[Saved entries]
========
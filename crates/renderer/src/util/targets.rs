use std::collections::HashMap;

use anyhow::{anyhow, bail, Result};
use gfx::{BoundImage, ImageFormat, PhysicalResourceBindings};

#[derive(Default, Debug, Copy, Clone, PartialEq, Eq)]
pub struct TargetSize {
    pub width: u32,
    pub height: u32,
}

impl TargetSize {
    pub fn new(width: u32, height: u32) -> Self {
        TargetSize {
            width,
            height,
        }
    }
}

/// Which resolution a target follows when the window or render scale
/// changes.
#[derive(Debug, Copy, Clone, PartialEq, Eq)]
pub enum SizeGroup {
    /// Scene passes render at this resolution.
    RenderResolution,
    /// The final image and everything after upscaling uses this resolution.
    OutputResolution,
    /// A fixed size independent of either, e.g. a baked atlas.
    Custom(TargetSize),
}

#[derive(Debug)]
struct RenderTargetEntry {
    size_group: SizeGroup,
    format: ImageFormat,
    image: BoundImage,
}

/// Registry of the persistent render targets the frame graph draws into.
///
/// Targets are registered once at renderer construction and rebound into the
/// frame's [`PhysicalResourceBindings`] every frame. Changing a resolution
/// recreates only the targets in the affected size group.
#[derive(Debug, Default)]
pub struct RenderTargets {
    targets: HashMap<String, RenderTargetEntry>,
    output_resolution: TargetSize,
    render_resolution: TargetSize,
    // Set once the render resolution has been chosen explicitly; until then
    // it follows the output resolution.
    render_override: bool,
}

impl RenderTargets {
    pub fn new() -> Self {
        Self::default()
    }

    pub fn register_color_target(
        &mut self,
        name: impl Into<String>,
        size: SizeGroup,
        format: ImageFormat,
    ) -> Result<()> {
        if format == ImageFormat::Depth32Float {
            bail!("cannot register a color target with a depth format");
        }
        self.register_target(name, size, format)
    }

    pub fn register_depth_target(
        &mut self,
        name: impl Into<String>,
        size: SizeGroup,
        format: ImageFormat,
    ) -> Result<()> {
        if format != ImageFormat::Depth32Float {
            bail!("depth target requires a depth format");
        }
        self.register_target(name, size, format)
    }

    fn register_target(
        &mut self,
        name: impl Into<String>,
        size: SizeGroup,
        format: ImageFormat,
    ) -> Result<()> {
        let resolution = self.size_group_resolution(size);
        self.targets.insert(
            name.into(),
            RenderTargetEntry {
                size_group: size,
                format,
                image: BoundImage {
                    width: resolution.width,
                    height: resolution.height,
                    format,
                },
            },
        );
        Ok(())
    }

    /// Resize every output-resolution target. The render resolution follows
    /// unless it was set explicitly, in which case it is only clamped back
    /// inside the new output bounds.
    pub fn set_output_resolution(&mut self, width: u32, height: u32) -> Result<()> {
        if self.output_resolution == TargetSize::new(width, height) {
            return Ok(());
        }
        self.output_resolution = TargetSize::new(width, height);
        self.recreate_group(SizeGroup::OutputResolution);

        let render = self.render_resolution;
        if !self.render_override || render.width > width || render.height > height {
            self.render_resolution = TargetSize::new(width, height);
            self.recreate_group(SizeGroup::RenderResolution);
        }
        Ok(())
    }

    pub fn set_render_resolution(&mut self, width: u32, height: u32) -> Result<()> {
        if width > self.output_resolution.width || height > self.output_resolution.height {
            bail!("cannot set render resolution above output resolution");
        }
        self.render_override = true;
        if self.render_resolution == TargetSize::new(width, height) {
            return Ok(());
        }
        self.render_resolution = TargetSize::new(width, height);
        self.recreate_group(SizeGroup::RenderResolution);
        Ok(())
    }

    pub fn target_size(&self, name: &str) -> Result<TargetSize> {
        let target = self
            .targets
            .get(name)
            .ok_or_else(|| anyhow!("target '{name}' not found"))?;
        Ok(self.size_group_resolution(target.size_group))
    }

    pub fn size_group_resolution(&self, size_group: SizeGroup) -> TargetSize {
        match size_group {
            SizeGroup::RenderResolution => self.render_resolution,
            SizeGroup::OutputResolution => self.output_resolution,
            SizeGroup::Custom(size) => size,
        }
    }

    /// Publish every registered target into the frame's bindings.
    pub fn bind_targets(&self, bindings: &mut PhysicalResourceBindings) {
        for (name, target) in &self.targets {
            bindings.bind_image(name.clone(), target.image);
        }
    }

    fn recreate_group(&mut self, group: SizeGroup) {
        let resolution = self.size_group_resolution(group);
        for entry in self.targets.values_mut() {
            if entry.size_group == group {
                entry.image = BoundImage {
                    width: resolution.width,
                    height: resolution.height,
                    format: entry.format,
                };
            }
        }
    }
}

#[cfg(test)]
mod tests {
    use gfx::{ImageFormat, PhysicalResourceBindings, VirtualResource};

    use super::{RenderTargets, SizeGroup, TargetSize};

    #[test]
    fn registered_targets_bind_at_group_resolution() {
        let mut targets = RenderTargets::new();
        targets.set_output_resolution(128, 64).unwrap();
        targets
            .register_color_target("scene", SizeGroup::RenderResolution, ImageFormat::Rgba16Float)
            .unwrap();
        targets
            .register_color_target(
                "atlas",
                SizeGroup::Custom(TargetSize::new(512, 512)),
                ImageFormat::Rgba16Float,
            )
            .unwrap();

        let mut bindings = PhysicalResourceBindings::new();
        targets.bind_targets(&mut bindings);
        let scene = bindings.resolve(&VirtualResource::image("scene")).unwrap();
        assert_eq!((scene.width, scene.height), (128, 64));
        let atlas = bindings.resolve(&VirtualResource::image("atlas")).unwrap();
        assert_eq!((atlas.width, atlas.height), (512, 512));
    }

    #[test]
    fn resolution_change_recreates_only_the_affected_group() {
        let mut targets = RenderTargets::new();
        targets.set_output_resolution(64, 64).unwrap();
        targets
            .register_color_target("final", SizeGroup::OutputResolution, ImageFormat::Rgba8Srgb)
            .unwrap();
        targets
            .register_color_target(
                "atlas",
                SizeGroup::Custom(TargetSize::new(256, 256)),
                ImageFormat::Rgba16Float,
            )
            .unwrap();

        targets.set_output_resolution(640, 480).unwrap();
        assert_eq!(targets.target_size("final").unwrap(), TargetSize::new(640, 480));
        assert_eq!(targets.target_size("atlas").unwrap(), TargetSize::new(256, 256));
    }

    #[test]
    fn render_resolution_follows_output_until_set_lower() {
        let mut targets = RenderTargets::new();
        targets.set_output_resolution(640, 480).unwrap();
        assert_eq!(
            targets.size_group_resolution(SizeGroup::RenderResolution),
            TargetSize::new(640, 480)
        );

        targets.set_render_resolution(320, 240).unwrap();
        targets.set_output_resolution(1280, 720).unwrap();
        assert_eq!(
            targets.size_group_resolution(SizeGroup::RenderResolution),
            TargetSize::new(320, 240)
        );
    }

    #[test]
    fn render_resolution_above_output_is_rejected() {
        let mut targets = RenderTargets::new();
        targets.set_output_resolution(64, 64).unwrap();
        assert!(targets.set_render_resolution(128, 128).is_err());
    }

    #[test]
    fn format_mismatches_are_rejected() {
        let mut targets = RenderTargets::new();
        assert!(targets
            .register_color_target("bad", SizeGroup::OutputResolution, ImageFormat::Depth32Float)
            .is_err());
        assert!(targets
            .register_depth_target("bad", SizeGroup::OutputResolution, ImageFormat::Rgba8Srgb)
            .is_err());
    }
}
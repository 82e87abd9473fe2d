//! Process-wide clock sources.
//!
//! The cached clock trades ~1 s of resolution for a single atomic load on hot paths. It backs
//! last-access stamps and coarse idleness checks; exact TTL decisions always go through
//! [`now_precise`].

use std::sync::atomic::{AtomicI64, Ordering};
use std::sync::Once;
use std::thread;
use std::time::{Duration, SystemTime, UNIX_EPOCH};

static CACHED_NOW: AtomicI64 = AtomicI64::new(0);
static TICKER: Once = Once::new();

fn wall_clock_nanos() -> i64 {
    let elapsed = SystemTime::now()
        .duration_since(UNIX_EPOCH)
        .unwrap_or(Duration::ZERO);
    i64::try_from(elapsed.as_nanos()).unwrap_or(i64::MAX)
}

/// Precise wall-clock timestamp in nanoseconds since the Unix epoch.
#[must_use]
pub fn now_precise() -> i64 {
    wall_clock_nanos()
}

/// Cached wall-clock timestamp, refreshed once per second by a background ticker.
///
/// The first call seeds the value synchronously and spawns the refresher, so readers never
/// observe zero.
#[must_use]
pub fn now_cached() -> i64 {
    TICKER.call_once(|| {
        CACHED_NOW.store(wall_clock_nanos(), Ordering::Relaxed);
        let _ = thread::Builder::new()
            .name("ember-clock".to_owned())
            .spawn(|| loop {
                thread::sleep(Duration::from_secs(1));
                CACHED_NOW.store(wall_clock_nanos(), Ordering::Relaxed);
            });
    });
    CACHED_NOW.load(Ordering::Relaxed)
}
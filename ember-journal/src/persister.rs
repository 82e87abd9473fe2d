//! Adapter presenting the journal as the storage engine's persistence seam.

use std::path::Path;

use ember_common::error::EmberResult;
use ember_common::persist::{JournalOp, Persistence};

use crate::read::RecoveryReport;
use crate::writer::Aof;

/// [`Persistence`] implementation over an append-only journal.
#[derive(Debug)]
pub struct AofPersister {
    aof: Aof,
}

impl AofPersister {
    /// Opens the journal under `dir`.
    ///
    /// # Errors
    ///
    /// Fails when the journal file cannot be opened or the writer cannot start.
    pub fn open(dir: &Path) -> EmberResult<Self> {
        Ok(Self {
            aof: Aof::open(dir)?,
        })
    }

    /// Replays the journal through `handler` with checksum verification and
    /// truncate-on-corruption recovery.
    ///
    /// # Errors
    ///
    /// Propagates I/O failures from the scan or the truncation.
    pub fn read(
        &self,
        handler: impl FnMut(&[u8], &[u8], &[u8], i64),
    ) -> EmberResult<RecoveryReport> {
        self.aof.read(handler)
    }

    /// Compacts the journal to the live set produced by `snapshot`.
    ///
    /// # Errors
    ///
    /// See [`Aof::rewrite`].
    pub fn rewrite(
        &self,
        snapshot: impl FnOnce(&mut dyn FnMut(&[u8], &[u8], i64)),
    ) -> EmberResult<()> {
        self.aof.rewrite(snapshot)
    }

    /// Blocks until all enqueued records are durable.
    pub fn flush_sync(&self) {
        self.aof.flush_sync();
    }

    /// Stops the background writer after a final flush+fsync.
    pub fn close(&self) {
        self.aof.close();
    }
}

impl Persistence for AofPersister {
    fn append(&self, op: JournalOp, key: &[u8], value: &[u8], expire_at: i64) {
        self.aof.append(op.as_str(), key, value, expire_at);
    }
}

#[cfg(test)]
mod tests {
    use super::AofPersister;
    use ember_common::persist::{JournalOp, Persistence};
    use googletest::prelude::*;
    use rstest::rstest;
    use tempfile::TempDir;

    #[rstest]
    fn persister_round_trips_through_the_seam() {
        let dir = TempDir::new().expect("tempdir");
        {
            let persister = AofPersister::open(dir.path()).expect("open");
            persister.append(JournalOp::Set, b"k", b"v", 99);
            persister.append(JournalOp::Del, b"k", b"", 0);
            persister.close();
        }

        let persister = AofPersister::open(dir.path()).expect("reopen");
        let mut replayed = Vec::new();
        let report = persister
            .read(|cmd, key, value, expire_at| {
                replayed.push((cmd.to_vec(), key.to_vec(), value.to_vec(), expire_at));
            })
            .expect("read");
        persister.close();

        assert_that!(report.valid_entries, eq(2));
        assert_that!(
            replayed,
            eq(&vec![
                (b"SET".to_vec(), b"k".to_vec(), b"v".to_vec(), 99_i64),
                (b"DEL".to_vec(), b"k".to_vec(), b"".to_vec(), 0_i64),
            ])
        );
    }
}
========
> [Work request]: Show every line of the records above that contains the word "BoundImage".

> [Result for this exercise]:
use gfx::{BoundImage, ImageFormat, PhysicalResourceBindings};
    image: BoundImage,
                image: BoundImage {
                entry.image = BoundImage {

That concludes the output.